◆ PROBLEM DESCRIPTION
When a line in the records contains the string "HeaderValue", copy that line.

[Collected data entries]
/---
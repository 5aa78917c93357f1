//! Bearer-token helpers for integration tests.
//!
//! `TestSession` signs a real HS256 token with a test secret, so requests pass
//! through the same `Session` extractor production traffic does.

use std::time::{SystemTime, UNIX_EPOCH};

use axum::http::{HeaderMap, HeaderValue, header::AUTHORIZATION};
use uuid::Uuid;

use storefront_auth_types::token::{JwtClaims, sign_claims};
use storefront_domain::user::UserRole;

pub const TEST_JWT_SECRET: &str = "storefront-test-secret";

/// Identity minted into test requests.
pub struct TestSession {
    pub user_id: Uuid,
    pub identifier: String,
    pub role: UserRole,
    pub secret: String,
}

impl TestSession {
    pub fn new(user_id: Uuid, role: UserRole) -> Self {
        Self {
            user_id,
            identifier: format!("{user_id}@test.local"),
            role,
            secret: TEST_JWT_SECRET.to_owned(),
        }
    }

    pub fn customer(user_id: Uuid) -> Self {
        Self::new(user_id, UserRole::Customer)
    }

    pub fn admin(user_id: Uuid) -> Self {
        Self::new(user_id, UserRole::Admin)
    }

    /// Signed token valid for one hour.
    pub fn token(&self) -> String {
        let exp = SystemTime::now()
            .duration_since(UNIX_EPOCH)
            .map(|d| d.as_secs())
            .unwrap_or_default()
            + 3600;
        let claims = JwtClaims {
            sub: self.user_id.to_string(),
            identifier: self.identifier.clone(),
            role: self.role,
            exp,
        };
        sign_claims(&claims, &self.secret).expect("test token signing")
    }

    /// `Authorization: Bearer <token>` header value.
    pub fn bearer(&self) -> HeaderValue {
        HeaderValue::from_str(&format!("Bearer {}", self.token())).expect("ascii bearer header")
    }

    pub fn headers(&self) -> HeaderMap {
        let mut map = HeaderMap::new();
        map.insert(AUTHORIZATION, self.bearer());
        map
    }
}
\---
◆ RESPONSE TO THIS TASK
use axum::http::{HeaderMap, HeaderValue, header::AUTHORIZATION};
    pub fn bearer(&self) -> HeaderValue {
        HeaderValue::from_str(&format!("Bearer {}", self.token())).expect("ascii bearer header")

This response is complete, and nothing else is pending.